[[ DATA PROVIDED, beginning ]]

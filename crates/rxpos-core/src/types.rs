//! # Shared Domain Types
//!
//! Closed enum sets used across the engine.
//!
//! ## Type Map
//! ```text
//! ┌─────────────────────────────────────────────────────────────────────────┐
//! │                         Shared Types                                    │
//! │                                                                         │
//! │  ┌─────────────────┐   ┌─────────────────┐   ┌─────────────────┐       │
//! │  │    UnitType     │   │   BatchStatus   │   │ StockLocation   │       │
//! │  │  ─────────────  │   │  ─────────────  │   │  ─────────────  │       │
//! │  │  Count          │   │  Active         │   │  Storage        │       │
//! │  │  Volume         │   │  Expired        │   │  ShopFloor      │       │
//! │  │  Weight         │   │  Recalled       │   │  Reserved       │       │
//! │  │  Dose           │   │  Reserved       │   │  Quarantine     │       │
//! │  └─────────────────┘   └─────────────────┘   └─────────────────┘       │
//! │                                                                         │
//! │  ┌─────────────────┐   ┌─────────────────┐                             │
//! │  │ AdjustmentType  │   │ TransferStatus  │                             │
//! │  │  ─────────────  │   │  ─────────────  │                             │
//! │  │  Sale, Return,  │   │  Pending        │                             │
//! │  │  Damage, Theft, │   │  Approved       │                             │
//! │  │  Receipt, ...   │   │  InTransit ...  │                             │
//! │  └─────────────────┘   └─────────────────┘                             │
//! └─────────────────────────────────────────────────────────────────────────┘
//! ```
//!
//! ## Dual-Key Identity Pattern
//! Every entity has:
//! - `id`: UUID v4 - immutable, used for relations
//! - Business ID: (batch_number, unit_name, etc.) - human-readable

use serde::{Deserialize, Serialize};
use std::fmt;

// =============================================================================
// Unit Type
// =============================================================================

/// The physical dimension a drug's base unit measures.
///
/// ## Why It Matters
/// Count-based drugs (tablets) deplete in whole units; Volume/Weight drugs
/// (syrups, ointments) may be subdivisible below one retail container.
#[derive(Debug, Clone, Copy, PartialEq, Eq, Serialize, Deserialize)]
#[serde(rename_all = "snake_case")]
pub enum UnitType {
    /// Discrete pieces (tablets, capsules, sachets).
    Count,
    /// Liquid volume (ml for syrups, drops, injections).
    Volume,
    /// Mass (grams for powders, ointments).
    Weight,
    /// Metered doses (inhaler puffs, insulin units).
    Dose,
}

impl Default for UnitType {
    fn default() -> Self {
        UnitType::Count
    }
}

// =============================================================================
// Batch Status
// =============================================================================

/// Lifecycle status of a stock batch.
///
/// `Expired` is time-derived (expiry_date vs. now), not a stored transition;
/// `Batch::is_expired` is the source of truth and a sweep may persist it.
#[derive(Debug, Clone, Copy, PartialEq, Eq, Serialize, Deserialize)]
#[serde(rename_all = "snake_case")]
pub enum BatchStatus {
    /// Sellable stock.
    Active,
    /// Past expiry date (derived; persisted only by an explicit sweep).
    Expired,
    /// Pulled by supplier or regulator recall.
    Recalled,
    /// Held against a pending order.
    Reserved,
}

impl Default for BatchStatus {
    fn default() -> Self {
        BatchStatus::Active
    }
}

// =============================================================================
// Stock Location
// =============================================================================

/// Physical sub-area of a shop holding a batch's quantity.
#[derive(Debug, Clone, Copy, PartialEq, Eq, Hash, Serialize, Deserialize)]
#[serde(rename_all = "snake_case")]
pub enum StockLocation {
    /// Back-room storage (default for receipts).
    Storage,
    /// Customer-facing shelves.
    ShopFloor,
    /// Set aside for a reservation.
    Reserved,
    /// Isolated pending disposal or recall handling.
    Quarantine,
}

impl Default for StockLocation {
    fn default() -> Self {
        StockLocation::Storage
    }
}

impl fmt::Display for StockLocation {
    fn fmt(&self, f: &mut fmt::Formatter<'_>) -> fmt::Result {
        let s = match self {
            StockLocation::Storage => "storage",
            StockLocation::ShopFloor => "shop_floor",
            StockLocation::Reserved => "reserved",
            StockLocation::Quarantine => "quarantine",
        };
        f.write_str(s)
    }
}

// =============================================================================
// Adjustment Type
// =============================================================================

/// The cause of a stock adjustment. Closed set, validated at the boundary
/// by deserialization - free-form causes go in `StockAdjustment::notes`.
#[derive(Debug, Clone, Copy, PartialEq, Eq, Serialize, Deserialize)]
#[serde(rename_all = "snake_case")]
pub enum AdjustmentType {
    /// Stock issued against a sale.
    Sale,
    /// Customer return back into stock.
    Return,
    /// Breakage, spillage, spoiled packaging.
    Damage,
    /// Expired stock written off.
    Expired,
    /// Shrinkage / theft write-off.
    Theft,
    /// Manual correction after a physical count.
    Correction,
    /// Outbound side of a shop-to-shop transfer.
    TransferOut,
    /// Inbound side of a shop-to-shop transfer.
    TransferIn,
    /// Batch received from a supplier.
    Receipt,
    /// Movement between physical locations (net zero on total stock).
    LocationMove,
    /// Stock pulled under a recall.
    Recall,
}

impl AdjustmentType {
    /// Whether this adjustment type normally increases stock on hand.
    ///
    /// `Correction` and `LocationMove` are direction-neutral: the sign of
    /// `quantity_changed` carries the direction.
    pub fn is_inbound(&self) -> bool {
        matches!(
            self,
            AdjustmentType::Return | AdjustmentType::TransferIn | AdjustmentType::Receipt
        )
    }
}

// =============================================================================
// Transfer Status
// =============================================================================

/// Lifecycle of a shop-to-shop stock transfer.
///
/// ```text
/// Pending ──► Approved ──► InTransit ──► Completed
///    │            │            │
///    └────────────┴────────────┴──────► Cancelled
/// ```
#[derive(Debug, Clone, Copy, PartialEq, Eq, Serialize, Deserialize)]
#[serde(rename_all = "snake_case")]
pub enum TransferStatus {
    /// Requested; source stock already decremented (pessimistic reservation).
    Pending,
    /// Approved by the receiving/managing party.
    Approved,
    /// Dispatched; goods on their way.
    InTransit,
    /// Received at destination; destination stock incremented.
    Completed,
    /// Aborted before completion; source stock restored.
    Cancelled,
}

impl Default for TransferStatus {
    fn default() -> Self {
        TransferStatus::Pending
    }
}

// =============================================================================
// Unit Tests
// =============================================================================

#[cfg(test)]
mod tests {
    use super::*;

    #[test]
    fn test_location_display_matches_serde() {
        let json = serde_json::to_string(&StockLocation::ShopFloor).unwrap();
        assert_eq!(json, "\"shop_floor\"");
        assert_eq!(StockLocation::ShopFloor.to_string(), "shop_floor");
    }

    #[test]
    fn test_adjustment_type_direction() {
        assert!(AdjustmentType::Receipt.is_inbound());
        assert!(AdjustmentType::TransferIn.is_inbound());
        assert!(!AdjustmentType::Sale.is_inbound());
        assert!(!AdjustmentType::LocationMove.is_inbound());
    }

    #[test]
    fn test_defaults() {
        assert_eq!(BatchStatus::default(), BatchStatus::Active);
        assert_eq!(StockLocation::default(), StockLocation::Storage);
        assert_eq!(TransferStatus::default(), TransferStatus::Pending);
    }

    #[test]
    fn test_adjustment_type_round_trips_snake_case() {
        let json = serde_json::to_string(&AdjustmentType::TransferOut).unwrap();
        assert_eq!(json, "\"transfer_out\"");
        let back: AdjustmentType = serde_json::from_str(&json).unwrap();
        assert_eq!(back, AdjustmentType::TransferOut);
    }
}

[[ DATA PROVIDED, end ]]
[[ DATA PROVIDED, beginning ]]

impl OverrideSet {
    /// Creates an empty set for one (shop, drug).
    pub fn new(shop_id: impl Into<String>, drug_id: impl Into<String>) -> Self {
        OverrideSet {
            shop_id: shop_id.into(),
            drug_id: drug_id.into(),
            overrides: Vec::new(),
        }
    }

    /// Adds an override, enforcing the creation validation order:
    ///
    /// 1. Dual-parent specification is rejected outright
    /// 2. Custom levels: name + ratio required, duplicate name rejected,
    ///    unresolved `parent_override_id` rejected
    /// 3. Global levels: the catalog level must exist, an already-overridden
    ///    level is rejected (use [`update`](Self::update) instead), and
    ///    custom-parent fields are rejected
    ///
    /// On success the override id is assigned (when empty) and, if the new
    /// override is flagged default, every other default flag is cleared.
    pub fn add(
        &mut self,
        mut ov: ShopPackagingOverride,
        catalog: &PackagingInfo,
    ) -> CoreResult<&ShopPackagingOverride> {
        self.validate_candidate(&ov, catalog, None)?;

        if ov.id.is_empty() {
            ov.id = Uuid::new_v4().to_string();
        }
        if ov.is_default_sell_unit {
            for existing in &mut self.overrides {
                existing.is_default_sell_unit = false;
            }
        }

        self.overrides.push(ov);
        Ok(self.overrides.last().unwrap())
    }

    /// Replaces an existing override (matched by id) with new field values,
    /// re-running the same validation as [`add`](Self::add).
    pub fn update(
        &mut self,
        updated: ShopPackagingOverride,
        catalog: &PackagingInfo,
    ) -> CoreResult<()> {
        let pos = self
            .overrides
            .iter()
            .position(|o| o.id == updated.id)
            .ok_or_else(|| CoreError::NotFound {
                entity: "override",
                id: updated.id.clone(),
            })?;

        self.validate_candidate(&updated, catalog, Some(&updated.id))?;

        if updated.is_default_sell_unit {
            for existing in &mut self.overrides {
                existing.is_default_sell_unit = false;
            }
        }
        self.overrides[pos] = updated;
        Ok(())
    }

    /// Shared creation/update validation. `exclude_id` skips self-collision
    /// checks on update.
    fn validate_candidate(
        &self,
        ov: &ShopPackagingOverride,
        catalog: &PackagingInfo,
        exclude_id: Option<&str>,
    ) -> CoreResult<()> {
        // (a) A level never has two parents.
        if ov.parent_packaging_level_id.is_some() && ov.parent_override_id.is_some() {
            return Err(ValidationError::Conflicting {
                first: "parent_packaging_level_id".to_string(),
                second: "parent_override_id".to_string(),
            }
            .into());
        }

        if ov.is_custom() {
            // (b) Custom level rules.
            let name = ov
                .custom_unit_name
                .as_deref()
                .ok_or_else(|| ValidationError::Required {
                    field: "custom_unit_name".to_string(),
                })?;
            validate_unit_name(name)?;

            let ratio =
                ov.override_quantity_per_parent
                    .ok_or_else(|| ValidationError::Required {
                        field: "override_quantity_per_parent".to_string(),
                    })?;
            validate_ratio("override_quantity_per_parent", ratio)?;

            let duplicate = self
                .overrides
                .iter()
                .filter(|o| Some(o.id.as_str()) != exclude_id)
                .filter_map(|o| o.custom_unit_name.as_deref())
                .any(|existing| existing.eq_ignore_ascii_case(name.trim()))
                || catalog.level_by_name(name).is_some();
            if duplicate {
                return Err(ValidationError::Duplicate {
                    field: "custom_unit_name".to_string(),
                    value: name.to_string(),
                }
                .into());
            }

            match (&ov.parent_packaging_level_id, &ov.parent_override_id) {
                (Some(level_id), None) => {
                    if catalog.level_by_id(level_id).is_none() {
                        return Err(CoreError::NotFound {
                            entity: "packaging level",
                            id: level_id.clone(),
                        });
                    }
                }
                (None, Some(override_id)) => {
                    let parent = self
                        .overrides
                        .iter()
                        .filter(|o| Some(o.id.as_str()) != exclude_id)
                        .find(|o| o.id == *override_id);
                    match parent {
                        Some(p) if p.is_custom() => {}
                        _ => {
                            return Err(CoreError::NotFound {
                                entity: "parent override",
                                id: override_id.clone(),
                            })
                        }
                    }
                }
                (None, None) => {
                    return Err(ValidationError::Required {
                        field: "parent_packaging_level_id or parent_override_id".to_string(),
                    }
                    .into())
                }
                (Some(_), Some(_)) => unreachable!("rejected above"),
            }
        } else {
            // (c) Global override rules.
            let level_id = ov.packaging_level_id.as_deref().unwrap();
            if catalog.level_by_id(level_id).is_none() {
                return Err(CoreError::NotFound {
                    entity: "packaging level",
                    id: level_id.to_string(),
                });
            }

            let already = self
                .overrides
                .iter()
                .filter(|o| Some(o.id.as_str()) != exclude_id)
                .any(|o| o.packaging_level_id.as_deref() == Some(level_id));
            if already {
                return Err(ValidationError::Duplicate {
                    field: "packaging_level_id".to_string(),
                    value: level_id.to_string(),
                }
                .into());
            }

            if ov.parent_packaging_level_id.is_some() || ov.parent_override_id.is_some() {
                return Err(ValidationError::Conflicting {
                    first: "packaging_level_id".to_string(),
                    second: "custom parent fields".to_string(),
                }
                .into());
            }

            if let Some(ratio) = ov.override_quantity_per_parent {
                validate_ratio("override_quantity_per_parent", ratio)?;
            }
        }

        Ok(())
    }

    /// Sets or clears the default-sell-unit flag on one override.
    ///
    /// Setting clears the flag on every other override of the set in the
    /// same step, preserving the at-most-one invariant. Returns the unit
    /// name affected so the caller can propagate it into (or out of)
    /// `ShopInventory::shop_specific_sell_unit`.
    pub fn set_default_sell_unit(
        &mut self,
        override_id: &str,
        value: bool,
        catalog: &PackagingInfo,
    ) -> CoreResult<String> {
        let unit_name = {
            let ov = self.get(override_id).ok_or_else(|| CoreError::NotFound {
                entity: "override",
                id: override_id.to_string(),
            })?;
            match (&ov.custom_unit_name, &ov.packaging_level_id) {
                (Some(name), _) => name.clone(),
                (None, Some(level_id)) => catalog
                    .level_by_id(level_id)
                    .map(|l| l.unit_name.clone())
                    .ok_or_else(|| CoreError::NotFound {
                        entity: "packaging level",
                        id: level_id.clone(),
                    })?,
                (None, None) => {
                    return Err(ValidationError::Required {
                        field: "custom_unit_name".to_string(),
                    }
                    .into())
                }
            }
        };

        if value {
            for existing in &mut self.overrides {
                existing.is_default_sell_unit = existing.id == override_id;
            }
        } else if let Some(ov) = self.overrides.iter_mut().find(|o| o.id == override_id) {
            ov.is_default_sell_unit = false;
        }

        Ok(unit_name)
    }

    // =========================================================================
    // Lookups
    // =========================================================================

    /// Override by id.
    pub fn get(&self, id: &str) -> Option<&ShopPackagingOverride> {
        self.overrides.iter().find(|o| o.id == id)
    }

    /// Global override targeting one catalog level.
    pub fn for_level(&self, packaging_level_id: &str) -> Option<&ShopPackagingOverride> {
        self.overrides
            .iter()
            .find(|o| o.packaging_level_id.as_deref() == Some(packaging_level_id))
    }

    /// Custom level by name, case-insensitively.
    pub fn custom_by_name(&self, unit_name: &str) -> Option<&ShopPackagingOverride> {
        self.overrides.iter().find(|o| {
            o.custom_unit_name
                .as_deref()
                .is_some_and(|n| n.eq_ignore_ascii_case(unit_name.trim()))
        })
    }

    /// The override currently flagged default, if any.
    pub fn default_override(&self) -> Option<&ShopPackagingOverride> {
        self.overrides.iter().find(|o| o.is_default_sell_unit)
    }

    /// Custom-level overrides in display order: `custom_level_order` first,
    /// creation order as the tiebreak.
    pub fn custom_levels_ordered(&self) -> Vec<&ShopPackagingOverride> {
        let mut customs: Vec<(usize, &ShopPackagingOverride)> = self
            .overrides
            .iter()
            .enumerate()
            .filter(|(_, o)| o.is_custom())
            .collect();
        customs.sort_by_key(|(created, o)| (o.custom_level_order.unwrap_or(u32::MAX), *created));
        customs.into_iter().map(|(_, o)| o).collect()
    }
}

[[ DATA PROVIDED, end ]]

WHAT THE EXERCISE ASKS: Working through the records above, copy each line in which "CoreError" is found.

YOUR RESPONSE:
            .ok_or_else(|| CoreError::NotFound {
                        return Err(CoreError::NotFound {
                            return Err(CoreError::NotFound {
                return Err(CoreError::NotFound {
            let ov = self.get(override_id).ok_or_else(|| CoreError::NotFound {
                    .ok_or_else(|| CoreError::NotFound {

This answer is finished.